Any discussion that includes some level of disagreement requires greater communication skills than most people maintain in their arsenal. Instead, people tend to avoid disagreement in favor of the comfortable confines of self-affirming opinions offered by friends or they resort to mocking the other person and his position, usually with an assumption built on a misperception couched in a fallacy. Neither of these approaches helps span the chasm existing between the two positions. Unfortunately, this likely indicates that reconciliation or greater understanding rarely motivates the participants. Instead, whether in person or online, people posit their opinions and express their disagreement with little reflection or consideration of the other point of view. Is it any wonder, then, that so many discussions turn ugly and often incoherent as two otherwise friendly people engage in heated debate—sometimes over a person’s chosen wording?
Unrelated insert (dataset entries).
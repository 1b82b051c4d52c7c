//! Unified error types for chatpulse.
//!
//! This module provides a single [`ChatpulseError`] enum that covers every
//! failure of the pipeline, from opening the export archive to writing the
//! final report.
//!
//! # Error Handling Philosophy
//!
//! - **Library users** get typed errors they can match on
//! - **Application users** get one clear message per failure kind
//! - **Developers** get source error chains for debugging
//!
//! [`ChatpulseError::NoContentInRange`] is the only warning-class variant:
//! it means the request was valid but selected nothing. See
//! [`ChatpulseError::is_warning`].

use std::io;
use std::path::PathBuf;

use chrono::NaiveDate;
use thiserror::Error;

use crate::core::encoding::Encoding;

/// A specialized [`Result`] type for chatpulse operations.
///
/// # Example
///
/// ```rust
/// use chatpulse::error::Result;
/// use chatpulse::core::DateRange;
///
/// fn march() -> Result<DateRange> {
///     DateRange::parse("01/03/23", "31/03/23")
/// }
/// # assert!(march().is_ok());
/// ```
pub type Result<T> = std::result::Result<T, ChatpulseError>;

/// The error type for all chatpulse operations.
#[derive(Debug, Error)]
#[non_exhaustive]
pub enum ChatpulseError {
    /// An I/O error occurred.
    ///
    /// This typically happens when:
    /// - The input file doesn't exist
    /// - The temporary extraction directory can't be created
    /// - Writing a report fails
    #[error("IO error: {0}")]
    Io(#[from] io::Error),

    /// The archive could not be opened or unpacked.
    #[error("The uploaded file is not a valid zip archive: {0}")]
    Archive(#[from] zip::result::ZipError),

    /// The transcript inside the archive exceeds the configured size limit.
    #[error("Transcript '{name}' is too large: {actual_size} bytes (maximum: {max_size} bytes)")]
    ArchiveTooLarge {
        /// Archive-relative name of the oversized member
        name: String,
        /// Maximum allowed size in bytes
        max_size: u64,
        /// Actual size of the member
        actual_size: u64,
    },

    /// The archive has no member with the transcript extension.
    #[error("No .{extension} file found in the archive")]
    NoTranscriptFound {
        /// The extension that was searched for (without the dot)
        extension: String,
    },

    /// None of the candidate encodings could decode the transcript.
    #[error("Unable to read the transcript with any of: {}", display_encodings(.tried))]
    UndecodableEncoding {
        /// The encodings that were tried, in order
        tried: Vec<Encoding>,
    },

    /// Filtering produced an empty transcript.
    ///
    /// This is a warning, not a failure: the inputs were valid but no
    /// message falls inside the requested range.
    #[error("No content found between {} and {}", .start.format("%d/%m/%y"), .end.format("%d/%m/%y"))]
    NoContentInRange {
        /// Inclusive lower bound of the requested range
        start: NaiveDate,
        /// Inclusive upper bound of the requested range
        end: NaiveDate,
    },

    /// A date-range bound could not be parsed.
    #[error("Invalid date '{input}'. Expected format: {expected}")]
    InvalidDate {
        /// The invalid date string that was provided
        input: String,
        /// Expected format description
        expected: &'static str,
    },

    /// A required settings key is absent.
    #[error("{key} is not configured{}", path.as_ref().map(|p| format!(" in {}", p.display())).unwrap_or_default())]
    MissingCredential {
        /// The settings key that is missing
        key: &'static str,
        /// The settings file, if one was loaded
        path: Option<PathBuf>,
    },

    /// The settings file could not be parsed.
    #[error("Invalid configuration{}: {source}", path.as_ref().map(|p| format!(" (file: {})", p.display())).unwrap_or_default())]
    Config {
        /// The underlying TOML error
        #[source]
        source: toml::de::Error,
        /// The settings file, if available
        path: Option<PathBuf>,
    },

    /// An unknown report format was requested.
    #[error("Invalid {format} format: {message}")]
    InvalidFormat {
        /// The kind of format that was expected
        format: &'static str,
        /// Description of what's wrong
        message: String,
    },

    /// CSV writing error.
    #[cfg(feature = "csv-output")]
    #[error("CSV error: {0}")]
    Csv(#[from] csv::Error),

    /// JSON serialization error.
    #[cfg(feature = "json-output")]
    #[error("JSON error: {0}")]
    Json(#[from] serde_json::Error),
}

fn display_encodings(tried: &[Encoding]) -> String {
    tried
        .iter()
        .map(ToString::to_string)
        .collect::<Vec<_>>()
        .join(", ")
}

// ============================================================================
// Convenience constructors
// ============================================================================

impl ChatpulseError {
    /// Creates a "no transcript" error for the given extension.
    pub fn no_transcript(extension: impl Into<String>) -> Self {
        ChatpulseError::NoTranscriptFound {
            extension: extension.into(),
        }
    }

    /// Creates an invalid date error for a `DD/MM/YY` bound.
    pub fn invalid_date(input: impl Into<String>) -> Self {
        ChatpulseError::InvalidDate {
            input: input.into(),
            expected: "DD/MM/YY",
        }
    }

    /// Creates an invalid format error.
    pub fn invalid_format(format: &'static str, message: impl Into<String>) -> Self {
        ChatpulseError::InvalidFormat {
            format,
            message: message.into(),
        }
    }

    /// Creates a missing credential error.
    pub fn missing_credential(key: &'static str, path: Option<PathBuf>) -> Self {
        ChatpulseError::MissingCredential { key, path }
    }

    /// Returns `true` if this is an IO error.
    pub fn is_io(&self) -> bool {
        matches!(self, ChatpulseError::Io(_))
    }

    /// Returns `true` if the archive itself was unusable.
    pub fn is_archive(&self) -> bool {
        matches!(
            self,
            ChatpulseError::Archive(_) | ChatpulseError::ArchiveTooLarge { .. }
        )
    }

    /// Returns `true` if the archive had no transcript member.
    pub fn is_no_transcript(&self) -> bool {
        matches!(self, ChatpulseError::NoTranscriptFound { .. })
    }

    /// Returns `true` if no encoding could decode the transcript.
    pub fn is_undecodable(&self) -> bool {
        matches!(self, ChatpulseError::UndecodableEncoding { .. })
    }

    /// Returns `true` if the date range selected no messages.
    pub fn is_no_content(&self) -> bool {
        matches!(self, ChatpulseError::NoContentInRange { .. })
    }

    /// Returns `true` if this is a date-related error.
    pub fn is_invalid_date(&self) -> bool {
        matches!(self, ChatpulseError::InvalidDate { .. })
    }

    /// Returns `true` if this is a settings problem.
    pub fn is_config(&self) -> bool {
        matches!(
            self,
            ChatpulseError::MissingCredential { .. } | ChatpulseError::Config { .. }
        )
    }

    /// Returns `true` if the error should be reported as a warning rather
    /// than a failure.
    pub fn is_warning(&self) -> bool {
        self.is_no_content()
    }
}

// ============================================================================
// Tests
// ============================================================================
When Job responded yet again to the arguments of his friends, he recognized this very problem in their speeches. He told them, “Listen carefully to my speech, And let this be your consolation. Bear with me that I may speak, And after I have spoken, keep mocking” (Job 21:2-3). To Job, his friends were not listening to what he was saying but instead jumping to conclusions and then mocking him. Then he explained that they had missed the point of his frustration (Job 21:4-6). As he himself grappled to understand his situation, he pointed out a problem that their arguments could not answer. Their position that he was suffering based upon his own sin was based on the common assumption of the day that our physical situation in this life is a mirror of our spiritual situation. Job then asked them to explain how this matched the evidence available that wicked men often live to old age and seemingly suffer nothing in this life (Job 21:7-21). He wanted them to explain how different men could receive such different opportunities in this life, based upon their assumption (Job 21:22-26). However, Job then does the unexpected: he shows that he understands their position as well as they do but that the ultimate judgment of God on the wicked does not address the problem before them (Job 21:27-33). He was showing that they held two different positions that could not be reconciled. Job had realized this and been forced to reconsider, but his friends remained unmoved. However, Job’s final statement reaches the heart of the matter: “How then can you comfort me with empty words, Since falsehood remains in your answers?” (Job 21:34). Job exposed the problem with their desired purpose and their approach. If they had come to comfort and help him, they were doing a miserable job of it. Why? Because what they had to say was rooted in an agenda that did not match the facts, and this had caused them to reply and argue but not to listen and learn.
There are therefore moral responsibilities that go hand in hand with disagreement.
- Show concern for the other person throughout the entire process.
- Listen carefully to understand the other person’s position to clarify any misunderstandings.
- Define terminology so as to avoid differences based solely in rhetoric.
- Treat people with respect even if their positions are indefensible.
- Expose the fallacies of a position logically and within the context offered by the other person rather than resorting to mockery and straw man arguments.
- Be honest about the weaknesses of your own arguments.
- Maintain a Christian attitude, a Christian tone, and a Christian purpose until the end.
These are likely just a starting point, but I believe in this case, starting to apply these things is just what most of us need.